Embodiment 1-6 the performance test results such as table 1.
Table 1
Melt index(g/10min) Tensile strength(MPa) Impact strength(KJ/m2 Bending strength(MPa)
Embodiment 1 172.3 54.87 8.35 120.30
Embodiment 2 174.5 50.90 7.81 118.28
Embodiment 3 172.2 48.79 8.48 111.09
Embodiment 4 172.8 56.86 7.79 114.30
Embodiment 5 177.3 60.04 8.75 119.94
Embodiment 6 173.6 49.98 7.17 122.86
Pass through the implementation process and the performance test results of the various embodiments described above, it is known that can be facilitated by preparation method of the present invention Aliphatic diamine and the molar ratio of aromatic acid and lysine are adjusted, so as to be to obtain required good mechanical performance A kind of semi-aromatic nylon provide an extremely easy method, and directly synthesized after the completion of present invention charging, technique Simple and easy while used solvent is deionized water, without toxicity, safety and environmental protection.
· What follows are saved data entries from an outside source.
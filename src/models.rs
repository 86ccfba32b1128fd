//! Data structures for the plagiarized-code detection pipeline.

use std::collections::BTreeMap;
use std::fmt;

use serde::{Deserialize, Serialize};

/// Tunable parameters of one detection run.
#[derive(Debug, Clone, PartialEq, Serialize, Deserialize)]
#[serde(default)]
pub struct DetectionParams {
    /// Near-duplicate tolerance as a fraction of the longer block's normalized length.
    pub tolerance: f64,
    /// z-score a pair must exceed to be flagged as an outlier.
    pub outlier_threshold: f64,
    /// A reportable block spans strictly more lines than this.
    pub min_block_lines: usize,
    /// A reportable block has fewer variants than this share of the corpus.
    pub max_owner_ratio: f64,
    /// A reportable block has strictly more variants than this.
    pub min_similarity_count: usize,
    pub excerpt_chars: usize,
    /// Worker threads for the pair stage (None = all cores).
    pub threads: Option<usize>,
}

impl Default for DetectionParams {
    fn default() -> Self {
        Self {
            tolerance: 0.3,
            outlier_threshold: 3.0,
            min_block_lines: 2,
            max_owner_ratio: 0.8,
            min_similarity_count: 1,
            excerpt_chars: 120,
            threads: None,
        }
    }
}

/// Which text a score was computed on.
#[derive(Debug, Clone, Copy, PartialEq, Eq, Hash, PartialOrd, Ord, Serialize, Deserialize)]
#[serde(rename_all = "snake_case")]
pub enum Dimension {
    Raw,
    Normalized,
}

impl Dimension {
    pub const ALL: [Dimension; 2] = [Dimension::Raw, Dimension::Normalized];

    pub fn as_str(self) -> &'static str {
        match self {
            Dimension::Raw => "raw",
            Dimension::Normalized => "normalized",
        }
    }
}

impl fmt::Display for Dimension {
    fn fmt(&self, f: &mut fmt::Formatter<'_>) -> fmt::Result {
        f.write_str(self.as_str())
    }
}

/// Per-mille dissimilarity of one submission pair (0 = identical).
#[derive(Debug, Clone, Copy, PartialEq, Eq, Default, Serialize, Deserialize)]
pub struct PairScore {
    pub raw: u32,
    pub normalized: u32,
}

impl PairScore {
    pub fn get(&self, dimension: Dimension) -> u32 {
        match dimension {
            Dimension::Raw => self.raw,
            Dimension::Normalized => self.normalized,
        }
    }
}

/// Symmetric pair-to-score mapping. Both orientations of every pair are
/// stored explicitly and self-pairs never are.
#[derive(Debug, Clone, Default)]
pub struct SimilarityMatrix {
    scores: BTreeMap<(String, String), PairScore>,
}

impl SimilarityMatrix {
    pub fn new() -> Self {
        Self::default()
    }

    /// Record the score of `(a, b)` and `(b, a)`. Returns false for a self-pair.
    pub fn insert(&mut self, a: &str, b: &str, score: PairScore) -> bool {
        if a == b {
            return false;
        }
        self.scores.insert((a.to_string(), b.to_string()), score);
        self.scores.insert((b.to_string(), a.to_string()), score);
        true
    }

    pub fn get(&self, a: &str, b: &str) -> Option<PairScore> {
        self.scores.get(&(a.to_string(), b.to_string())).copied()
    }

    /// Number of unordered pairs.
    pub fn len(&self) -> usize {
        self.scores.len() / 2
    }

    pub fn is_empty(&self) -> bool {
        self.scores.is_empty()
    }

    /// Every unordered pair once, with `a < b`, in name order.
    pub fn pairs(&self) -> impl Iterator<Item = (&str, &str, PairScore)> {
        self.scores
            .iter()
            .filter(|((a, b), _)| a < b)
            .map(|((a, b), score)| (a.as_str(), b.as_str(), *score))
    }

    /// Scores of every unordered pair along one dimension.
    pub fn values(&self, dimension: Dimension) -> Vec<u32> {
        self.pairs().map(|(_, _, s)| s.get(dimension)).collect()
    }

    pub fn entries(&self) -> Vec<MatrixEntry> {
        self.pairs()
            .map(|(a, b, s)| MatrixEntry {
                a: a.to_string(),
                b: b.to_string(),
                raw: s.raw,
                normalized: s.normalized,
            })
            .collect()
    }
}

/// Flat matrix row for serialization.
#[derive(Debug, Clone, PartialEq, Eq, Serialize, Deserialize)]
pub struct MatrixEntry {
    pub a: String,
    pub b: String,
    pub raw: u32,
    pub normalized: u32,
}

/// A pair that is more similar than the rest of the corpus.
#[derive(Debug, Clone, PartialEq, Serialize, Deserialize)]
pub struct OutlierFinding {
    pub a: String,
    pub b: String,
    pub score: u32,
    pub z_score: f64,
}

impl OutlierFinding {
    /// The other side of the pair, if `name` is part of it.
    pub fn partner(&self, name: &str) -> Option<&str> {
        if self.a == name {
            Some(&self.b)
        } else if self.b == name {
            Some(&self.a)
        } else {
            None
        }
    }
}

/// Ranked outliers along one dimension.
#[derive(Debug, Clone, PartialEq, Serialize, Deserialize)]
pub struct OutlierReport {
    pub dimension: Dimension,
    pub median: f64,
    pub stdev: f64,
    pub threshold: f64,
    /// Sorted by descending z-score.
    pub findings: Vec<OutlierFinding>,
}

impl OutlierReport {
    pub fn empty(dimension: Dimension, threshold: f64) -> Self {
        Self {
            dimension,
            median: 0.0,
            stdev: 0.0,
            threshold,
            findings: Vec::new(),
        }
    }

    /// Flagged partners of one submission, best first.
    pub fn partners_of<'a>(&'a self, name: &str) -> Vec<(&'a str, &'a OutlierFinding)> {
        self.findings
            .iter()
            .filter_map(|f| f.partner(name).map(|p| (p, f)))
            .collect()
    }
}

/// Another submission owning a near-duplicate of a block.
#[derive(Debug, Clone, PartialEq, Eq, Serialize, Deserialize)]
pub struct BlockMatch {
    pub submission: String,
    /// Excerpt of the variant that submission owns.
    pub excerpt: String,
    /// Whether the variant is byte-identical to the reported block.
    pub exact: bool,
}

/// A block that is evidence of likely copying.
#[derive(Debug, Clone, PartialEq, Eq, Serialize, Deserialize)]
pub struct BlockFinding {
    pub excerpt: String,
    pub similarity_count: usize,
    pub line_count: usize,
    pub matches: Vec<BlockMatch>,
}

#[derive(Debug, Clone, PartialEq, Eq, Serialize, Deserialize)]
pub struct SubmissionFindings {
    pub submission: String,
    pub blocks: Vec<BlockFinding>,
}

/// A pair whose comparison failed and is missing from the matrix.
#[derive(Debug, Clone, PartialEq, Eq, Serialize, Deserialize)]
pub struct SkippedPair {
    pub a: String,
    pub b: String,
    pub reason: String,
}

#[derive(Debug, Clone, Default, PartialEq, Eq, Serialize, Deserialize)]
pub struct DetectionSummary {
    pub submission_count: usize,
    pub excluded_submissions: usize,
    pub excluded_files: usize,
    pub pair_count: usize,
    pub skipped_pairs: usize,
    pub distinct_blocks: usize,
    pub reportable_blocks: usize,
    pub raw_outliers: usize,
    pub normalized_outliers: usize,
}

/// Full result of one detection run.
#[derive(Debug, Clone, Serialize, Deserialize)]
pub struct DetectionReport {
    pub version: String,
    pub parameters: DetectionParams,
    pub summary: DetectionSummary,
    pub matrix: Vec<MatrixEntry>,
    pub raw_outliers: OutlierReport,
    pub normalized_outliers: OutlierReport,
    pub block_findings: Vec<SubmissionFindings>,
    pub skipped: Vec<SkippedPair>,
    /// Names of submissions dropped for lack of comparable files.
    pub excluded: Vec<String>,
}

impl DetectionReport {
    pub fn outliers(&self, dimension: Dimension) -> &OutlierReport {
        match dimension {
            Dimension::Raw => &self.raw_outliers,
            Dimension::Normalized => &self.normalized_outliers,
        }
    }
}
The above-mentioned description to embodiment is understood that for ease of those skilled in the art and using this hair It is bright.Person skilled in the art obviously easily can make various modifications to these embodiments, and described herein General Principle is applied in other embodiment without by performing creative labour.Therefore, the invention is not restricted to implementation here Example, for those skilled in the art according to the announcement of the present invention, not departing from improvement that scope made and modification all should be Within protection scope of the present invention.

Claims (16)

  1. A kind of 1. semi-aromatic nylon, it is characterised in that:It is made up of the component comprising following molal quantity:
    The method for synthesizing above-mentioned semi-aromatic nylon, comprises the following steps:
    (1) each component material of following parts by weight is weighed:Aromatic acid 10.65-15.05mol, aliphatic diamine 10.55-14.60mol, lysine 1.49-4.90mol, catalyst 0.015-0.03mol and solvent 220-300mol;
    Aromatic acid, aliphatic diamine, lysine and catalyst are well mixed, have been then added into stirring dress In the polymerization reaction kettle put, add solvent, stir above-mentioned reactant mixture and be filled with into reactor inert gas, vacuumize with Exclude the air being reserved in reactor;
    (2) heating response kettle to 120 DEG C -130 DEG C and is incubated, and polymerized monomer is dissolved completely in solvent;Insulation terminates, to anti- Kettle is answered to continue to heat up, the temperature range of heating is 130 DEG C -335 DEG C, and now reacting kettle inner pressure rises, until pressure reaches in kettle During to 2.5MPa, when carrying out pressurize to reactor, and continuing to be heated to 260-270 DEG C to reactor, agitating device rotating speed liter To 120r/min, continue to raise temperature of reaction kettle to 315-320 DEG C by circulating heat conduction oil, do not decline keeping temperature of reaction kettle Precondition under to reactor carry out release;
    Until the pressure in reactor is unloaded to normal pressure, agitating device rotating speed is reduced to below 12r/min, is filled with to reactor lazy Property gas so as to the pressure in the range of 0.3-1.2MPa in reactor, discharging, obtains semi-aromatic nylon pellet at cooling and dicing;
    In described step (2), before discharging, when power of agitator is less than 1100w, vacuumize process is carried out.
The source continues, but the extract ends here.